Hello! I have decided I've had it with feeling so bad about myself, so I am going to lose my extra weight and have joined you wonderful people for support.
I am somewhere over 230 lbs. and about 5 foot 6. How far over 230? I'm not sure right now. It's that TOM, and I will lose at least a few pounds of water weight in a day or two. When I'm back to my non-water-retaining weight, I will weigh myself and find out. I was at 232, but I fear I've gained some in the last few weeks.
My goal is 140. Back to where I was in high school. It's an intimidating goal. 90+ pounds to lose? How will I ever do it? I was always thin as a child...at least till I turned 19. I had a traumatic year that year, and the weight started piling on. I have come to terms with what happened back then, but now I have to face getting that weight, put on as a shield from the rest of the world, off.
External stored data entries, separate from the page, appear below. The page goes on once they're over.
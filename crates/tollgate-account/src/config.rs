//! Declarative account configuration.
//!
//! The document lists accounts with their exports and imports:
//!
//! ```toml
//! [accounts.A]
//! exports = [ { service = "help" } ]
//! imports = [ { service = { subject = "help", account = "B" } } ]
//!
//! [accounts.B]
//! exports = [ { stream = "bar" } ]
//! imports = [ { stream = { subject = "foo", account = "A" }, to = "bar" } ]
//! ```
//!
//! Every export and import names exactly one kind. [`AccountsConfig::build_model`]
//! turns the document into an [`AccountModel`], registering all accounts
//! before wiring any import so forward references resolve.

use crate::{AccountModel, Export, Import, Kind};
use serde::{Deserialize, Serialize};
use std::collections::BTreeMap;
use std::path::Path;
use tollgate_core::{AccountId, Error, Result};
use tollgate_subject::Subject;

// ============================================================================
// Document types
// ============================================================================

/// Root of an account configuration document.
///
/// Accounts are keyed by identifier and processed in identifier order.
#[derive(Clone, Debug, Default, PartialEq, Serialize, Deserialize)]
#[serde(deny_unknown_fields)]
pub struct AccountsConfig {
    /// Accounts by identifier.
    #[serde(default)]
    pub accounts: BTreeMap<String, AccountConfig>,
}

/// One account entry.
#[derive(Clone, Debug, Default, PartialEq, Serialize, Deserialize)]
#[serde(deny_unknown_fields)]
pub struct AccountConfig {
    /// Subjects offered to other accounts.
    #[serde(default)]
    pub exports: Vec<ExportConfig>,
    /// Subjects consumed from other accounts.
    #[serde(default)]
    pub imports: Vec<ImportConfig>,
}

/// An export entry: exactly one of `stream` or `service`.
#[derive(Clone, Debug, Default, PartialEq, Serialize, Deserialize)]
#[serde(deny_unknown_fields)]
pub struct ExportConfig {
    /// Exported stream subject.
    #[serde(default, skip_serializing_if = "Option::is_none")]
    pub stream: Option<String>,
    /// Exported service subject.
    #[serde(default, skip_serializing_if = "Option::is_none")]
    pub service: Option<String>,
}

/// An import entry: exactly one of `stream` or `service`, plus an optional
/// local alias.
#[derive(Clone, Debug, Default, PartialEq, Serialize, Deserialize)]
#[serde(deny_unknown_fields)]
pub struct ImportConfig {
    /// Imported stream.
    #[serde(default, skip_serializing_if = "Option::is_none")]
    pub stream: Option<ImportSource>,
    /// Imported service.
    #[serde(default, skip_serializing_if = "Option::is_none")]
    pub service: Option<ImportSource>,
    /// Local alias for the imported subject.
    #[serde(default, skip_serializing_if = "Option::is_none")]
    pub to: Option<String>,
}

/// Where an import comes from.
#[derive(Clone, Debug, PartialEq, Serialize, Deserialize)]
#[serde(deny_unknown_fields)]
pub struct ImportSource {
    /// Subject requested from the source account.
    pub subject: String,
    /// Source account identifier.
    pub account: String,
}

// ============================================================================
// Parsing
// ============================================================================

impl AccountsConfig {
    /// Parses a TOML document.
    pub fn from_toml_str(content: &str) -> Result<Self> {
        toml::from_str(content).map_err(|e| Error::parse(e.to_string()))
    }

    /// Parses a JSON document.
    pub fn from_json_str(content: &str) -> Result<Self> {
        serde_json::from_str(content).map_err(|e| Error::parse(e.to_string()))
    }

    /// Reads a document from disk; `.json` files are parsed as JSON,
    /// everything else as TOML.
    pub fn from_path(path: impl AsRef<Path>) -> Result<Self> {
        let path = path.as_ref();
        let content = std::fs::read_to_string(path).map_err(|e| Error::io_with_path(e, path))?;
        let is_json = path
            .extension()
            .and_then(|ext| ext.to_str())
            .is_some_and(|ext| ext.eq_ignore_ascii_case("json"));

        let parsed = if is_json {
            Self::from_json_str(&content)
        } else {
            Self::from_toml_str(&content)
        };
        parsed.map_err(|e| match e {
            Error::Parse { message } => {
                Error::parse(format!("{}: {message}", path.display()))
            }
            other => other,
        })
    }

    /// Serializes the document as pretty TOML.
    pub fn to_toml_string(&self) -> Result<String> {
        toml::to_string_pretty(self).map_err(|e| Error::config(e.to_string()))
    }

    // ========================================================================
    // Model construction
    // ========================================================================

    /// Builds the account model described by this document.
    ///
    /// Fails on malformed subjects, entries naming zero or two kinds, and
    /// imports whose source account is not declared. Cycle checks are not
    /// performed here.
    pub fn build_model(&self) -> Result<AccountModel> {
        let mut model = AccountModel::new();

        for id in self.accounts.keys() {
            model.add_account(id.as_str())?;
        }

        for (id, account) in &self.accounts {
            let account_id = AccountId::new(id.as_str());
            for export in &account.exports {
                model.add_export(&account_id, export.to_export(id)?)?;
            }
            for import in &account.imports {
                model.add_import(&account_id, import.to_import(id)?)?;
            }
        }

        log::info!(
            "Built account model: {} accounts, {} exports, {} imports",
            model.len(),
            model.export_count(),
            model.import_count()
        );
        Ok(model)
    }
}

impl ExportConfig {
    /// Converts the entry into a typed [`Export`].
    pub fn to_export(&self, account: &str) -> Result<Export> {
        let (kind, subject) = exactly_one_kind(
            self.stream.as_ref(),
            self.service.as_ref(),
            || format!("export of account '{account}'"),
        )?;
        Ok(Export::new(kind, Subject::parse(subject.as_str())?))
    }
}

impl ImportConfig {
    /// Converts the entry into a typed [`Import`].
    pub fn to_import(&self, account: &str) -> Result<Import> {
        let (kind, source) = exactly_one_kind(
            self.stream.as_ref(),
            self.service.as_ref(),
            || format!("import of account '{account}'"),
        )?;
        let mut import = Import::new(
            kind,
            Subject::parse(source.subject.as_str())?,
            source.account.as_str(),
        );
        if let Some(to) = &self.to {
            import = import.with_alias(Subject::parse(to.as_str())?);
        }
        Ok(import)
    }
}

fn exactly_one_kind<'a, T>(
    stream: Option<&'a T>,
    service: Option<&'a T>,
    describe: impl FnOnce() -> String,
) -> Result<(Kind, &'a T)> {
    match (stream, service) {
        (Some(value), None) => Ok((Kind::Stream, value)),
        (None, Some(value)) => Ok((Kind::Service, value)),
        (Some(_), Some(_)) => Err(Error::config(format!(
            "{} declares both stream and service",
            describe()
        ))),
        (None, None) => Err(Error::config(format!(
            "{} declares neither stream nor service",
            describe()
        ))),
    }
}
//! Configuration for rate limiting, retries and caching.
//!
//! Every remote phase of a pricing run has its own pacing, since storefronts
//! tolerate far more concurrent reads than concurrent writes.

use serde::{Deserialize, Serialize};
use sps_core::ports::{DEFAULT_RETRYABLE_STATUS_CODES, PlatformError};
use std::time::Duration;

/// Pacing and retry behavior of the batch executor.
///
/// # Examples
///
/// ```
/// use sps_bulk::RateLimitOptions;
/// use std::time::Duration;
///
/// let options = RateLimitOptions {
///     concurrency: 5,
///     delay_between_batches: Duration::from_millis(250),
///     ..Default::default()
/// };
/// assert_eq!(options.max_retries, 3);
/// ```
#[derive(Debug, Clone, Deserialize, Serialize)]
pub struct RateLimitOptions {
    /// How many tasks run at once within a window
    #[serde(default = "default_concurrency")]
    pub concurrency: usize,

    /// The pause between consecutive windows
    #[serde(default = "default_delay", with = "humantime_serde")]
    pub delay_between_batches: Duration,

    /// How many times a retryable failure is retried before giving up
    #[serde(default = "default_max_retries")]
    pub max_retries: u32,

    /// The base of the exponential backoff between retries
    #[serde(default = "default_retry_base_delay", with = "humantime_serde")]
    pub retry_base_delay: Duration,

    /// HTTP statuses that mark a failure as transient
    #[serde(default = "default_retryable_status_codes")]
    pub retryable_status_codes: Vec<u16>,
}

fn default_concurrency() -> usize {
    3
}

fn default_delay() -> Duration {
    Duration::from_millis(100)
}

fn default_max_retries() -> u32 {
    3
}

fn default_retry_base_delay() -> Duration {
    Duration::from_secs(1)
}

fn default_retryable_status_codes() -> Vec<u16> {
    DEFAULT_RETRYABLE_STATUS_CODES.to_vec()
}

impl Default for RateLimitOptions {
    fn default() -> Self {
        Self {
            concurrency: default_concurrency(),
            delay_between_batches: default_delay(),
            max_retries: default_max_retries(),
            retry_base_delay: default_retry_base_delay(),
            retryable_status_codes: default_retryable_status_codes(),
        }
    }
}

impl RateLimitOptions {
    /// Options with the given window size and pause
    pub fn paced(concurrency: usize, delay_between_batches: Duration) -> Self {
        Self {
            concurrency,
            delay_between_batches,
            ..Default::default()
        }
    }

    /// Classify an HTTP failure using these options' retryable statuses
    pub fn classify(&self, status: u16, message: impl Into<String>) -> PlatformError {
        PlatformError::from_status(status, message, &self.retryable_status_codes)
    }
}

/// Configuration of a bulk pricing run.
#[derive(Debug, Clone, Deserialize, Serialize)]
pub struct BulkPricingOptions {
    /// Pacing of tier and source-identifier lookups
    #[serde(default = "default_resolve")]
    pub resolve: RateLimitOptions,

    /// Pacing of scheduled-price deletions
    #[serde(default = "default_delete")]
    pub delete: RateLimitOptions,

    /// Pacing of the final submission
    #[serde(default = "default_submit")]
    pub submit: RateLimitOptions,

    /// How long fetched tier tables stay valid
    #[serde(default = "default_cache_ttl", with = "humantime_serde")]
    pub cache_ttl: Duration,
}

fn default_resolve() -> RateLimitOptions {
    RateLimitOptions::paced(3, Duration::from_millis(100))
}

fn default_delete() -> RateLimitOptions {
    RateLimitOptions::paced(2, Duration::from_millis(500))
}

fn default_submit() -> RateLimitOptions {
    RateLimitOptions::paced(1, Duration::ZERO)
}

fn default_cache_ttl() -> Duration {
    Duration::from_secs(60 * 60)
}

impl Default for BulkPricingOptions {
    fn default() -> Self {
        Self {
            resolve: default_resolve(),
            delete: default_delete(),
            submit: default_submit(),
            cache_ttl: default_cache_ttl(),
        }
    }
}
And to realize that I don't need it to protect me. I never needed it to protect me.
The 90+ pound goal been made more intimidating by the fact that in the last 5 years, I've lost 50 lbs. then gained it all back. I'd walked off 50 lbs., but I never made any other changes to my lifestyle. I still ate junk. I still do eat junk. And I don't walk as much.
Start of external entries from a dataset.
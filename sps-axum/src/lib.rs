#![warn(missing_docs)]
#![doc = include_str!(concat!(env!("CARGO_MANIFEST_DIR"), "/README.md"))]

mod price_routes;
mod territory_routes;

use aide::{
    axum::{ApiRouter, routing::get},
    openapi::OpenApi,
};
use axum::{Extension, Json, http::header};
use schemars::JsonSchema;
use serde::Serialize;
use sps_bulk::BulkPricing;
use sps_core::ports::PlatformClient;
use std::sync::Arc;
use tower_http::cors;

mod openapi;
use openapi::{api_docs, docs_routes};

pub mod config;
use config::AxumConfig;

/// Response for the health check endpoint
#[derive(Serialize, JsonSchema)]
#[schemars(inline)]
struct HealthResponse {
    status: String,
}

/// Simple health check endpoint
async fn health_check() -> Json<HealthResponse> {
    Json(HealthResponse {
        status: "ok".to_string(),
    })
}

/// Construct a full API router around a bulk pricing service.
///
/// The generated OpenAPI document is returned alongside the router.
pub fn router<C: ApiPlatform>(
    service: BulkPricing<C>,
    config: AxumConfig,
) -> (axum::Router, Arc<OpenApi>) {
    let policy = cors::CorsLayer::new()
        .allow_origin(cors::Any)
        .allow_methods(cors::Any)
        .allow_headers([header::CONTENT_TYPE]);

    let mut api = OpenApi::default();
    let router = ApiRouter::new()
        .api_route("/health", get(health_check))
        .nest("/territories", territory_routes::router())
        .nest("/prices", price_routes::router())
        .nest_api_service("/docs", docs_routes())
        .finish_api_with(&mut api, api_docs);

    // the document is shared by every request to /docs, never copied
    let api = Arc::new(api);
    let router = router
        .layer(Extension(api.clone()))
        .layer(Extension(Arc::new(config)))
        .layer(policy)
        .with_state(service);
    (router, api)
}

/// Starts the HTTP server with the provided configuration
pub async fn start_server<C: ApiPlatform>(
    config: AxumConfig,
    service: BulkPricing<C>,
) -> Result<(), std::io::Error> {
    let listener = tokio::net::TcpListener::bind(config.bind_address).await?;

    tracing::info!("Listening for requests on {}", listener.local_addr()?);

    let (service, _) = router(service, config);
    axum::serve(listener, service).await
}

/// Everything the router needs of a storefront client.
///
/// Axum requires its state to be cloneable, shareable and long-lived; the
/// client is shared behind the service's `Arc`, so any client qualifies.
pub trait ApiPlatform: PlatformClient + Send + Sync + 'static {}

impl<C: PlatformClient + Send + Sync + 'static> ApiPlatform for C {}
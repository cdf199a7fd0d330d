use clap::Parser as _;
use spsquote::BaseArgs;
use tracing_subscriber::{layer::SubscriberExt as _, util::SubscriberInitExt as _};

pub fn main() -> anyhow::Result<()> {
    tracing_subscriber::registry()
        .with(tracing_subscriber::EnvFilter::from_default_env())
        .with(tracing_subscriber::fmt::layer().with_writer(std::io::stderr))
        .init();

    let args = BaseArgs::parse();
    args.evaluate()
}
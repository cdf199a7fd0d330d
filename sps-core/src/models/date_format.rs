//! Serde support for calendar dates written as `YYYY-MM-DD`.
//!
//! Storefronts schedule price changes by calendar day, so the date is the
//! only precision the wire format carries.

use serde::{Deserialize, Deserializer, Serializer, de::Error as _, ser::Error as _};
use time::{Date, format_description::BorrowedFormatItem, macros::format_description};

/// The `YYYY-MM-DD` format used for scheduled and effective dates.
pub const DATE_FORMAT: &[BorrowedFormatItem<'static>] = format_description!("[year]-[month]-[day]");

/// Serialize a date as `YYYY-MM-DD`
pub fn serialize<S: Serializer>(date: &Date, serializer: S) -> Result<S::Ok, S::Error> {
    let text = date.format(DATE_FORMAT).map_err(S::Error::custom)?;
    serializer.serialize_str(&text)
}

/// Deserialize a date from `YYYY-MM-DD`
pub fn deserialize<'de, D: Deserializer<'de>>(deserializer: D) -> Result<Date, D::Error> {
    let text = String::deserialize(deserializer)?;
    Date::parse(&text, DATE_FORMAT).map_err(D::Error::custom)
}

/// The same format for optional dates
pub mod option {
    use super::*;

    /// Serialize an optional date as `YYYY-MM-DD` or null
    pub fn serialize<S: Serializer>(date: &Option<Date>, serializer: S) -> Result<S::Ok, S::Error> {
        match date {
            Some(date) => super::serialize(date, serializer),
            None => serializer.serialize_none(),
        }
    }

    /// Deserialize an optional date from `YYYY-MM-DD` or null
    pub fn deserialize<'de, D: Deserializer<'de>>(
        deserializer: D,
    ) -> Result<Option<Date>, D::Error> {
        Option::<String>::deserialize(deserializer)?
            .map(|text| Date::parse(&text, DATE_FORMAT).map_err(D::Error::custom))
            .transpose()
    }
}
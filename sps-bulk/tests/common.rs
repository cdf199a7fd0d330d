#![allow(dead_code)]

use sps_bulk::{BulkPricing, BulkPricingOptions, BulkPricingRequest, RateLimitOptions};
use sps_core::models::{CurrencyCode, PricingStrategy, ProductRef, RoundingMode, Storefront};
use sps_pricing::PricingTables;
use sps_sandbox::{Sandbox, config::SandboxConfig};
use std::{sync::Arc, time::Duration};

/// Pacing that never waits, so tests run at full speed
pub fn unpaced(concurrency: usize) -> RateLimitOptions {
    RateLimitOptions {
        retry_base_delay: Duration::from_millis(1),
        ..RateLimitOptions::paced(concurrency, Duration::ZERO)
    }
}

pub fn options() -> BulkPricingOptions {
    BulkPricingOptions {
        resolve: unpaced(3),
        delete: unpaced(2),
        submit: unpaced(1),
        ..Default::default()
    }
}

pub fn sandbox(storefront: Storefront, empty: &[&str]) -> Sandbox {
    Sandbox::new(SandboxConfig {
        storefront,
        empty_currencies: empty
            .iter()
            .map(|code| CurrencyCode::new(code).unwrap())
            .collect(),
        ..Default::default()
    })
}

pub fn service(sandbox: &Sandbox) -> BulkPricing<Sandbox> {
    BulkPricing::new(
        Arc::new(sandbox.clone()),
        &PricingTables::default(),
        options(),
    )
}

pub fn request(base: &str, territories: &[&str]) -> BulkPricingRequest {
    BulkPricingRequest {
        product: ProductRef::new("pro-monthly"),
        base_amount: 9.99,
        base_currency: CurrencyCode::USD,
        base_territory: base.to_owned(),
        territories: territories.iter().map(|code| code.to_string()).collect(),
        strategy: PricingStrategy::Direct,
        rounding: RoundingMode::Charm,
        effective_date: None,
        replace_scheduled: false,
    }
}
So, here's the basic plan. Walk more again. Maybe take a class or two in yoga if I can find time between my full time job and school (I've just gone back to college). And most importantly, learn to eat well. Veggies, whole grains, good fats (flaxseed oil and such), plenty of water, and far less sugar. It's the sugar that gets me every time. I'm a sugar junkie. I will start a food diary too.
I have a mini-goal for Halloween. It's 10 weeks away, so I am going to try for 13 lbs. It's a suitably spooky number.
I am going to try my best to make this first goal, and not to beat myself up if I fall short. I tend to think in an all or nothing way and try to fight that tendency. Any loss is a victory. At this point, no more gain is a victory.
I am determined to do this!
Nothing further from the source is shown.